Open Community Approach/PROs and CONs
Open Community Approach: Learner Page
editOn this page learners are encourage to write down PROs and CONs or questions that, want they see as benefit of an Open Community Approach.
- Please apply a neutral point of view.
- When you are regarding open infrastructures in general positive (PRO), try to find evidence and arguments that can be regarded as negative using an Open Community Approach and vice versa.
- The learning environment should support the objective, that the learners are able to make their own decisions.
- Analyze the resource of Wikipedia:Crowd funding first and help to improve it. Write a short summary for yourself, why a neutral point of view is important for Learning Resources!
Remark about the Learning Resource
edit- If you apply a Open Community Approach the concept based, you cannot charge money
- for the Wikiversity Learning Resources,
- the charges for licensing the Open Source software or
- for open data
- The CONs contain e.g. example arguments that appeared during a discussion about Open Source, Open Content or the Open Community Approach. The PROs and CONs are prepopulated with example content, that should be revised and discussed transparently.
CONs
edit- If everything is free and open, so it cannot be applied in a commercial setting and a business model for companies that wants to sell a product which is based on open resources!
- If someone wants to create a commercial benefit with a OCA service, software or content, this CANNOT be called an Open Community Approach (OCA), even if the licensing model allows the commercial use. Nevertheless licensing models can allow commercial use of open source and open content.
- If the licensing model does not allow commercial use, this argument is true and companies and private individuals must accept the license under which th e software and content was published.
- If licensing model allows the use in an commercial setting and selling a derived product, the development costs can be reduced (e.g. the apple operating system MacOSX is based on Linux but the Operating System can be legally sold by the Company Apple.
- Even if the licensing model does not allow commercial use in the term of selling the derived product, the company can use e.g. Open Source software to provide their service (e.g. buy a webspace from a internet service provider, you pay for the hardware, maintainance for the webserver and the used Webserver Apache is Open Source Software - nevertheless the commercial use of OpenSource software even if not compulsory should lead to donation to the Open Source developing team, so that their work can be continued).

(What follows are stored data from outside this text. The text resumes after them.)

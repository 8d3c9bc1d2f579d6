//! Common test utilities and fixtures

#![allow(dead_code)]

use std::sync::Arc;

use chrono::{Duration, NaiveDate, NaiveDateTime, NaiveTime};
use pullback_trader::broker::{PaperBroker, PaperBrokerConfig};
use pullback_trader::common::channels::create_notification_channel;
use pullback_trader::{AppConfig, Bar, EngineEvent, OrderId, Trader};
use rust_decimal::Decimal;
use rust_decimal_macros::dec;
use tokio::sync::mpsc;

pub const SYMBOL: &str = "600000.SH";

pub fn day(y: i32, m: u32, d: u32) -> NaiveDate {
    NaiveDate::from_ymd_opt(y, m, d).unwrap()
}

/// Minute `n` of continuous trading, starting at 09:31
pub fn minute(date: NaiveDate, n: usize) -> NaiveDateTime {
    let first = NaiveDateTime::new(date, NaiveTime::from_hms_opt(9, 31, 0).unwrap());
    first + Duration::minutes(n as i64)
}

/// Rally to +4%, pull back, then recover: the negative histogram shrinks
/// on bars 13 and 14, the positive one on bars 6, 7 and 8.
pub fn pullback_closes() -> Vec<Decimal> {
    vec![
        dec!(10.00),
        dec!(10.10),
        dec!(10.20),
        dec!(10.30),
        dec!(10.40),
        dec!(10.30),
        dec!(10.20),
        dec!(10.10),
        dec!(10.05),
        dec!(10.05),
        dec!(10.06),
        dec!(10.08),
        dec!(10.10),
        dec!(10.14),
        dec!(10.18),
        dec!(10.22),
    ]
}

/// One bar per close; each bar opens at the previous close and the first
/// bar carries heavy volume so VWAP stays near the open.
pub fn session_bars(date: NaiveDate, closes: &[Decimal]) -> Vec<Bar> {
    let mut open = dec!(10.00);
    closes
        .iter()
        .enumerate()
        .map(|(n, &close)| {
            let volume = if n == 0 { dec!(500) } else { dec!(10) };
            let bar = Bar {
                symbol: SYMBOL.to_string(),
                timestamp: minute(date, n),
                open,
                high: open.max(close),
                low: open.min(close),
                close,
                volume,
                amount: close * volume * dec!(100),
                prev_close: dec!(10.00),
            };
            open = close;
            bar
        })
        .collect()
}

pub fn config(universe: &[&str]) -> AppConfig {
    let mut config = AppConfig::default();
    config.strategy.universe = universe.iter().map(|s| s.to_string()).collect();
    config
}

/// Engine wired to a paper broker whose notifications are fed back in
pub struct Harness {
    pub trader: Trader,
    pub broker: Arc<PaperBroker>,
    pub rx: mpsc::UnboundedReceiver<EngineEvent>,
}

impl Harness {
    pub fn new(config: AppConfig) -> Self {
        Self::with_broker(config, PaperBrokerConfig::default())
    }

    pub fn with_broker(config: AppConfig, broker_config: PaperBrokerConfig) -> Self {
        let (tx, rx) = create_notification_channel();
        let broker = Arc::new(PaperBroker::new(broker_config).with_notifier(tx));
        let trader = Trader::new(config, broker.clone(), broker.clone());
        Self { trader, broker, rx }
    }

    /// Deliver a bar the way the binary does: quote first, then the engine
    pub fn bar(&mut self, bar: Bar) -> Option<OrderId> {
        self.broker.observe_bar(&bar);
        let order = self.trader.on_bar(bar);
        self.drain();
        order
    }

    /// Deliver bars, returning `(bar index, order id)` for each order placed
    pub fn run(&mut self, bars: Vec<Bar>) -> Vec<(usize, OrderId)> {
        bars.into_iter()
            .enumerate()
            .filter_map(|(n, bar)| self.bar(bar).map(|id| (n, id)))
            .collect()
    }

    pub fn next_day(&mut self) {
        self.broker.start_new_day();
    }

    /// Hand every pending broker notification to the engine
    pub fn drain(&mut self) {
        while let Ok(event) = self.rx.try_recv() {
            self.trader.handle(event);
        }
    }
}
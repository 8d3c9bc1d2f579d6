//! Pre-session universe screening

mod screener;

pub use screener::{Candidate, DailyBar, RejectReason, StockInfo, UniverseScreener, Verdict};
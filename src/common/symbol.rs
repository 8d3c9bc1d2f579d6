//! Exchange suffix handling for A-share codes

/// Exchange a six-digit code trades on
#[derive(Debug, Clone, Copy, PartialEq, Eq)]
pub enum Exchange {
    Shanghai,
    Shenzhen,
    Beijing,
}

impl Exchange {
    pub fn suffix(&self) -> &'static str {
        match self {
            Exchange::Shanghai => "SH",
            Exchange::Shenzhen => "SZ",
            Exchange::Beijing => "BJ",
        }
    }

    /// Classify a bare code by its leading digits
    pub fn from_code(code: &str) -> Option<Self> {
        const SHENZHEN: [&str; 6] = ["00", "30", "15", "16", "18", "12"];
        const SHANGHAI: [&str; 4] = ["60", "68", "11", "13"];
        const BEIJING: [&str; 3] = ["83", "43", "87"];

        if SHENZHEN.iter().any(|p| code.starts_with(p)) {
            Some(Exchange::Shenzhen)
        } else if SHANGHAI.iter().any(|p| code.starts_with(p)) {
            Some(Exchange::Shanghai)
        } else if BEIJING.iter().any(|p| code.starts_with(p)) {
            Some(Exchange::Beijing)
        } else {
            None
        }
    }
}

/// Add the exchange suffix to a bare six-digit code.
///
/// Codes that already carry a suffix are upper-cased and returned as-is;
/// codes that are not six digits or have an unknown prefix come back trimmed
/// but otherwise untouched.
pub fn normalize_symbol(code: &str) -> String {
    let code = code.trim();
    if let Some((base, suffix)) = code.split_once('.') {
        return format!("{}.{}", base, suffix.to_ascii_uppercase());
    }
    if code.len() != 6 || !code.bytes().all(|b| b.is_ascii_digit()) {
        return code.to_string();
    }
    match Exchange::from_code(code) {
        Some(exchange) => format!("{}.{}", code, exchange.suffix()),
        None => code.to_string(),
    }
}

/// Drop the exchange suffix, if any
pub fn strip_suffix(symbol: &str) -> &str {
    symbol.split('.').next().unwrap_or(symbol)
}

/// Main-board codes (Shanghai 60xxxx, Shenzhen 00xxxx)
pub fn is_main_board(symbol: &str) -> bool {
    let code = strip_suffix(symbol);
    code.starts_with("60") || code.starts_with("00")
}
//! Per-symbol, per-day derived state

use chrono::NaiveDate;
use rust_decimal::Decimal;

use crate::common::types::Bar;
use crate::indicator::{IntradayMacd, MacdPoint, OscillatorState};

/// Composite key for day-scoped state
#[derive(Debug, Clone, PartialEq, Eq, Hash, PartialOrd, Ord)]
pub struct DayKey {
    pub symbol: String,
    pub day: NaiveDate,
}

impl DayKey {
    pub fn new(symbol: impl Into<String>, day: NaiveDate) -> Self {
        Self {
            symbol: symbol.into(),
            day,
        }
    }
}

/// Everything derived from the bars a symbol has received today
///
/// Created on the first bar of a new (symbol, day); every field is
/// consistent with exactly the bars applied since creation.
#[derive(Debug, Clone, PartialEq)]
pub struct SymbolDayState {
    pub(crate) key: DayKey,
    /// Shares per reported volume unit
    volume_unit: Decimal,
    /// The day's opening price (first bar's open)
    pub(crate) open: Option<Decimal>,
    pub(crate) closes: Vec<Decimal>,
    pub(crate) points: Vec<MacdPoint>,
    pub(crate) histogram: Vec<Decimal>,
    pub(crate) oscillator: Option<OscillatorState>,
    pub(crate) running_high: Option<Decimal>,
    pub(crate) cum_amount: Decimal,
    pub(crate) cum_volume: Decimal,
    /// Limit-up price, fetched once per day
    pub(crate) ceiling_price: Option<Decimal>,
    pub(crate) buy_count: u32,
    pub(crate) buy_prices: Vec<Decimal>,
    /// Oscillator-exhaustion exits taken today
    pub(crate) sell_count: u32,
    /// The opening-candle exit check has run
    pub(crate) opening_checked: bool,
}

impl SymbolDayState {
    pub fn new(key: DayKey, volume_unit: Decimal) -> Self {
        Self {
            key,
            volume_unit,
            open: None,
            closes: Vec::new(),
            points: Vec::new(),
            histogram: Vec::new(),
            oscillator: None,
            running_high: None,
            cum_amount: Decimal::ZERO,
            cum_volume: Decimal::ZERO,
            ceiling_price: None,
            buy_count: 0,
            buy_prices: Vec::new(),
            sell_count: 0,
            opening_checked: false,
        }
    }

    /// Fold one bar into every derived field
    pub fn apply_bar(&mut self, bar: &Bar, macd: &IntradayMacd) -> MacdPoint {
        let open = *self.open.get_or_insert(bar.open);

        self.closes.push(bar.close);
        self.running_high = Some(match self.running_high {
            Some(high) => high.max(bar.high),
            None => bar.high,
        });
        self.cum_amount += bar.amount;
        self.cum_volume += bar.volume;

        let point = macd.next(&mut self.oscillator, open, bar.close);
        self.points.push(point);
        self.histogram.push(point.histogram);
        point
    }

    /// Clear every field, keeping the key
    pub fn reset(&mut self) {
        *self = Self::new(self.key.clone(), self.volume_unit);
    }

    pub fn key(&self) -> &DayKey {
        &self.key
    }

    pub fn bar_count(&self) -> usize {
        self.closes.len()
    }

    pub fn last_close(&self) -> Option<Decimal> {
        self.closes.last().copied()
    }

    /// Close of the bar before the latest one
    pub fn previous_close(&self) -> Option<Decimal> {
        match self.closes.as_slice() {
            [.., previous, _] => Some(*previous),
            _ => None,
        }
    }

    pub fn running_high(&self) -> Option<Decimal> {
        self.running_high
    }

    /// Session VWAP: cumulative turnover over cumulative shares
    pub fn vwap(&self) -> Option<Decimal> {
        let shares = self.cum_volume * self.volume_unit;
        if shares.is_zero() {
            None
        } else {
            Some(self.cum_amount / shares)
        }
    }

    pub fn histogram(&self) -> &[Decimal] {
        &self.histogram
    }

    pub fn points(&self) -> &[MacdPoint] {
        &self.points
    }

    pub fn ceiling_price(&self) -> Option<Decimal> {
        self.ceiling_price
    }

    pub fn set_ceiling_price(&mut self, price: Decimal) {
        self.ceiling_price = Some(price);
    }

    pub fn buy_count(&self) -> u32 {
        self.buy_count
    }

    pub fn buy_prices(&self) -> &[Decimal] {
        &self.buy_prices
    }

    pub fn sell_count(&self) -> u32 {
        self.sell_count
    }

    pub(crate) fn record_buy(&mut self, price: Decimal) {
        self.buy_count += 1;
        self.buy_prices.push(price);
    }

    pub(crate) fn record_sell(&mut self) {
        self.sell_count += 1;
    }
}
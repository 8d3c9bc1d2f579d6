//! Error types for the engine and its collaborators

use thiserror::Error;

/// Result type alias using our EngineError
pub type Result<T> = std::result::Result<T, EngineError>;

/// Main error type for engine and collaborator operations
#[derive(Error, Debug)]
pub enum EngineError {
    /// A collaborator call (quotes, positions, account) failed or timed out
    #[error("Collaborator error: {0}")]
    Collaborator(String),

    /// The order collaborator refused an order
    #[error("Order rejected for {symbol}: {reason}")]
    OrderRejected { symbol: String, reason: String },

    /// A cancel request was denied or failed
    #[error("Cancel failed for order {order_id}: {reason}")]
    CancelFailed { order_id: String, reason: String },

    /// Per-symbol state needed by a decision is not available
    #[error("Missing state: {0}")]
    MissingState(String),

    /// Malformed market data or screening input
    #[error("Invalid data: {0}")]
    InvalidData(String),

    /// Configuration errors
    #[error("Configuration error: {0}")]
    Configuration(String),

    /// File access errors
    #[error("I/O error: {0}")]
    Io(#[from] std::io::Error),

    /// JSON serialization/deserialization errors
    #[error("JSON parsing error: {0}")]
    JsonParse(#[from] serde_json::Error),

    /// Channel send errors
    #[error("Channel send error: {0}")]
    ChannelSend(String),
}

impl<T> From<tokio::sync::mpsc::error::SendError<T>> for EngineError {
    fn from(err: tokio::sync::mpsc::error::SendError<T>) -> Self {
        EngineError::ChannelSend(err.to_string())
    }
}
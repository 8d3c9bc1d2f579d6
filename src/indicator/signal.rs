//! Histogram pattern detection

use rust_decimal::Decimal;
use serde::{Deserialize, Serialize};

/// Pattern over the last three histogram values
#[derive(Debug, Clone, Copy, PartialEq, Eq, Hash, Serialize, Deserialize)]
pub enum HistogramPattern {
    /// Three negative bars shrinking toward zero
    ShrinkingNegative,
    /// Three positive bars shrinking toward zero
    ShrinkingPositive,
}

impl std::fmt::Display for HistogramPattern {
    fn fmt(&self, f: &mut std::fmt::Formatter<'_>) -> std::fmt::Result {
        match self {
            HistogramPattern::ShrinkingNegative => write!(f, "shrinking-negative"),
            HistogramPattern::ShrinkingPositive => write!(f, "shrinking-positive"),
        }
    }
}

fn last_three(values: &[Decimal]) -> Option<(Decimal, Decimal, Decimal)> {
    match values {
        [.., v1, v2, v3] => Some((*v1, *v2, *v3)),
        _ => None,
    }
}

/// All of the last three values `< 0` and `|v1| > |v2| > |v3|`
pub fn is_shrinking_negative(values: &[Decimal]) -> bool {
    let Some((v1, v2, v3)) = last_three(values) else {
        return false;
    };
    let negative = |v: Decimal| v.is_sign_negative() && !v.is_zero();
    negative(v1) && negative(v2) && negative(v3) && v2.abs() < v1.abs() && v3.abs() < v2.abs()
}

/// All of the last three values `> 0` and `v1 > v2 > v3`
pub fn is_shrinking_positive(values: &[Decimal]) -> bool {
    let Some((v1, v2, v3)) = last_three(values) else {
        return false;
    };
    let zero = Decimal::ZERO;
    v1 > zero && v2 > zero && v3 > zero && v2 < v1 && v3 < v2
}

/// Classify the most recent three values; fewer than three never match
pub fn classify(values: &[Decimal]) -> Option<HistogramPattern> {
    if is_shrinking_negative(values) {
        Some(HistogramPattern::ShrinkingNegative)
    } else if is_shrinking_positive(values) {
        Some(HistogramPattern::ShrinkingPositive)
    } else {
        None
    }
}
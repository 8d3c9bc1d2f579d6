//! Configuration loader

use config::{Config, Environment, File};
use std::path::Path;

use super::types::AppConfig;
use crate::common::errors::{EngineError, Result};

/// Load configuration from file and environment variables
///
/// Priority (highest to lowest):
/// 1. Environment variables (prefixed with APP__, `__` separated)
/// 2. Configuration file (TOML format)
/// 3. Default values
pub fn load_config(config_path: Option<&str>) -> Result<AppConfig> {
    let mut builder = Config::builder();

    if let Some(path) = config_path {
        if Path::new(path).exists() {
            builder = builder.add_source(File::with_name(path).required(false));
        }
    }

    builder = builder.add_source(
        Environment::with_prefix("APP")
            .prefix_separator("__")
            .separator("__")
            .list_separator(",")
            .with_list_parse_key("strategy.universe")
            .try_parsing(true),
    );

    let config = builder
        .build()
        .map_err(|e| EngineError::Configuration(e.to_string()))?;

    let app: AppConfig = config
        .try_deserialize()
        .map_err(|e| EngineError::Configuration(e.to_string()))?;

    validate(&app)?;
    Ok(app)
}

/// Load configuration from environment variables only
pub fn load_from_env() -> Result<AppConfig> {
    dotenvy::dotenv().ok();
    load_config(None)
}

/// Reject settings the engine cannot run with
pub fn validate(config: &AppConfig) -> Result<()> {
    let indicator = &config.indicator;
    if indicator.fast_period == 0 || indicator.slow_period == 0 || indicator.signal_period == 0 {
        return Err(EngineError::Configuration(
            "indicator periods must be positive".to_string(),
        ));
    }
    if indicator.fast_period >= indicator.slow_period {
        return Err(EngineError::Configuration(format!(
            "fast period {} must be shorter than slow period {}",
            indicator.fast_period, indicator.slow_period
        )));
    }
    if config.strategy.lot_size == 0 {
        return Err(EngineError::Configuration("lot_size must be positive".to_string()));
    }
    if config.strategy.volume_unit.is_sign_negative() || config.strategy.volume_unit.is_zero() {
        return Err(EngineError::Configuration("volume_unit must be positive".to_string()));
    }
    if config.orders.sweep_interval_seconds == 0 {
        return Err(EngineError::Configuration(
            "sweep_interval_seconds must be positive".to_string(),
        ));
    }
    Ok(())
}
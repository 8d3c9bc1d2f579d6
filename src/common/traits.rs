//! Trait definitions for the engine's collaborators

use async_trait::async_trait;
use rust_decimal::Decimal;
use tokio::sync::mpsc;

use super::errors::Result;
use super::events::EngineEvent;
use super::types::{AccountSnapshot, OrderId, OrderRequest, PositionSnapshot};

/// Reference data that changes at most once per trading day
#[cfg_attr(test, mockall::automock)]
pub trait ReferenceData: Send + Sync {
    /// Today's limit-up price for a symbol
    fn ceiling_price(&self, symbol: &str) -> Result<Decimal>;
}

/// Account, position and order access
///
/// Every call is a plain request/response; the engine never retries on its
/// own and treats an `Err` as "no action" for the current bar.
#[cfg_attr(test, mockall::automock)]
pub trait Broker: Send + Sync {
    /// Holdings for a symbol, `None` when nothing is held
    fn position(&self, symbol: &str) -> Result<Option<PositionSnapshot>>;

    /// Account balances
    fn account(&self) -> Result<AccountSnapshot>;

    /// Submit an order and return the collaborator-assigned id
    fn submit_order(&self, request: &OrderRequest) -> Result<OrderId>;

    /// Request cancellation; `Ok(true)` once the request is accepted
    fn cancel_order(&self, order_id: &str) -> Result<bool>;
}

/// Source of one-minute bars
///
/// Implementations push [`EngineEvent::Bar`] values into the provided channel
/// until the source is exhausted or the receiver is dropped.
#[async_trait]
pub trait BarFeed: Send + Sync {
    /// Start delivering events
    async fn start(&mut self, sender: mpsc::Sender<EngineEvent>) -> Result<()>;

    /// Name used in logs
    fn source_name(&self) -> &str;
}
//! Daily universe selection
//!
//! Picks symbols whose most recent daily bar is the first limit-up close in
//! a short window and a fresh multi-week closing high. Runs once before the
//! session; its output feeds `Trader::reset_universe`.

use chrono::NaiveDate;
use rust_decimal::Decimal;
use rust_decimal_macros::dec;
use serde::{Deserialize, Serialize};
use tracing::{debug, info, warn};

use crate::common::errors::{EngineError, Result};
use crate::common::symbol::{is_main_board, normalize_symbol};
use crate::config::ScreeningConfig;

/// Volume below this share of the previous day's marks a one-word board
const ONE_WORD_VOLUME_RATIO: Decimal = dec!(0.2);

/// One daily candle
#[derive(Debug, Clone, PartialEq, Serialize, Deserialize)]
pub struct DailyBar {
    pub date: NaiveDate,
    pub open: Decimal,
    pub close: Decimal,
    pub volume: Decimal,
}

/// Static facts about a listed stock
#[derive(Debug, Clone, PartialEq, Serialize, Deserialize)]
pub struct StockInfo {
    pub symbol: String,
    pub name: String,
    pub suspended: bool,
    /// Total market value in currency units
    pub total_market_value: Decimal,
}

/// A stock together with its recent daily history
#[derive(Debug, Clone, PartialEq, Serialize, Deserialize)]
pub struct Candidate {
    pub info: StockInfo,
    pub daily: Vec<DailyBar>,
}

#[derive(Debug, Clone, Copy, PartialEq, Eq)]
pub enum RejectReason {
    Suspended,
    SpecialTreatment,
    NotMainBoard,
    MarketValueTooLarge,
    InsufficientHistory,
    NotLimitUp,
    OneWordBoard,
    NotFirstLimitUp,
    NotNewHigh,
}

#[derive(Debug, Clone, Copy, PartialEq, Eq)]
pub enum Verdict {
    Selected,
    Rejected(RejectReason),
}

pub struct UniverseScreener {
    config: ScreeningConfig,
}

impl UniverseScreener {
    pub fn new(config: ScreeningConfig) -> Self {
        Self { config }
    }

    /// Normalized symbols of every selected candidate
    ///
    /// A candidate whose data cannot be evaluated is skipped and logged.
    pub fn screen(&self, candidates: &[Candidate]) -> Vec<String> {
        let mut selected = Vec::new();
        for candidate in candidates {
            match self.evaluate(candidate) {
                Ok(Verdict::Selected) => {
                    info!("Selected {} ({})", candidate.info.symbol, candidate.info.name);
                    selected.push(normalize_symbol(&candidate.info.symbol));
                }
                Ok(Verdict::Rejected(reason)) => {
                    debug!("Rejected {}: {:?}", candidate.info.symbol, reason);
                }
                Err(e) => warn!("Screening failed for {}: {}", candidate.info.symbol, e),
            }
        }
        info!("Screening done: {} of {} selected", selected.len(), candidates.len());
        selected
    }

    pub fn evaluate(&self, candidate: &Candidate) -> Result<Verdict> {
        let info = &candidate.info;
        if self.config.exclude_suspended && info.suspended {
            return Ok(Verdict::Rejected(RejectReason::Suspended));
        }
        if self.config.exclude_st && is_special_treatment(&info.name) {
            return Ok(Verdict::Rejected(RejectReason::SpecialTreatment));
        }
        if self.config.main_board_only && !is_main_board(&info.symbol) {
            return Ok(Verdict::Rejected(RejectReason::NotMainBoard));
        }
        if info.total_market_value > self.config.max_market_value {
            return Ok(Verdict::Rejected(RejectReason::MarketValueTooLarge));
        }

        let mut daily = candidate.daily.clone();
        daily.sort_by_key(|bar| bar.date);
        if daily.len() < 2 {
            return Ok(Verdict::Rejected(RejectReason::InsufficientHistory));
        }

        let changes = pct_changes(&daily)?;
        let last = daily.len() - 1;

        if !changes[last].is_some_and(|change| change >= self.config.limit_up_threshold) {
            return Ok(Verdict::Rejected(RejectReason::NotLimitUp));
        }
        if self.config.exclude_one_word_board && is_one_word_board(&daily[last], &daily[last - 1]) {
            return Ok(Verdict::Rejected(RejectReason::OneWordBoard));
        }

        let window_start = daily.len().saturating_sub(self.config.first_limit_up_days);
        let earlier_limit_ups = changes[window_start..last]
            .iter()
            .flatten()
            .filter(|change| **change >= self.config.limit_up_threshold)
            .count();
        if earlier_limit_ups > 0 {
            return Ok(Verdict::Rejected(RejectReason::NotFirstLimitUp));
        }

        let high_start = daily.len().saturating_sub(self.config.new_high_days);
        let highest = daily[high_start..]
            .iter()
            .map(|bar| bar.close)
            .max()
            .unwrap_or(daily[last].close);
        if daily[last].close < highest {
            return Ok(Verdict::Rejected(RejectReason::NotNewHigh));
        }

        Ok(Verdict::Selected)
    }
}

fn is_special_treatment(name: &str) -> bool {
    name.contains("ST")
}

/// Opened and closed at one price, or traded on a fraction of the prior volume
fn is_one_word_board(bar: &DailyBar, previous: &DailyBar) -> bool {
    bar.open == bar.close || bar.volume < previous.volume * ONE_WORD_VOLUME_RATIO
}

/// Close-to-close change per bar; the first bar has none
fn pct_changes(daily: &[DailyBar]) -> Result<Vec<Option<Decimal>>> {
    let mut changes = Vec::with_capacity(daily.len());
    changes.push(None);
    for pair in daily.windows(2) {
        let (previous, current) = (&pair[0], &pair[1]);
        if previous.close <= Decimal::ZERO {
            return Err(EngineError::InvalidData(format!(
                "non-positive close on {}",
                previous.date
            )));
        }
        changes.push(Some((current.close - previous.close) / previous.close));
    }
    Ok(changes)
}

- With Open Source Software or Open Content licensing (e.g. Creative Commons the quality assurance is difficult, if the content or the software is applied in a productive commercial setting or standardized learning and assessment infrastructures of educational institutions.
- Even if the community roles back alterations of disruptive forces in open repositories, the quality cannot be assured for the lastest versions of content and software.
- apply a conservative release management (e.g. prefer a tested and patched older release of the software instead of the "bleeding edge" of the development)
- user permanent links to a specific quality assured learning resource or
- Public-Private-Versioning to the learning resources.
PROs
edit- If someone needs a special feature of the OpenSource Software or another use-case in a learning resource, then the authors could add this missing feature with their own labor force. Is is especially developing countries with financial constraints.
- The concept of sharing is valuable for non-commercial settings[3]
- The community can identify error, violations of Open Community Rules and licenses and perform a community control task for quality assurance.
- Licensing model allows a build on exisiting development and create a rapid solution especially in humanitarian settings, where funding and resource are limited.
References
edit- ↑ Meer, J. (2014). Effects of the price of charitable giving: Evidence from an online crowdfunding platform. Journal of Economic Behavior & Organization, 103, 113-124.
- ↑ Ordanini, A., Miceli, L., Pizzetti, M., & Parasuraman, A. (2011). Crowd-funding: transforming customers into investors through innovative service platforms. Journal of service management, 22(4), 443-470.
- ↑ Hagedorn, G., Mietchen, D., Morris, R. A., Agosti, D., Penev, L., Berendsohn, W. G., & Hobern, D. (2011). Creative Commons licenses and the non-commercial condition: Implications for the re-use of biodiversity information. ZooKeys, (150), 127.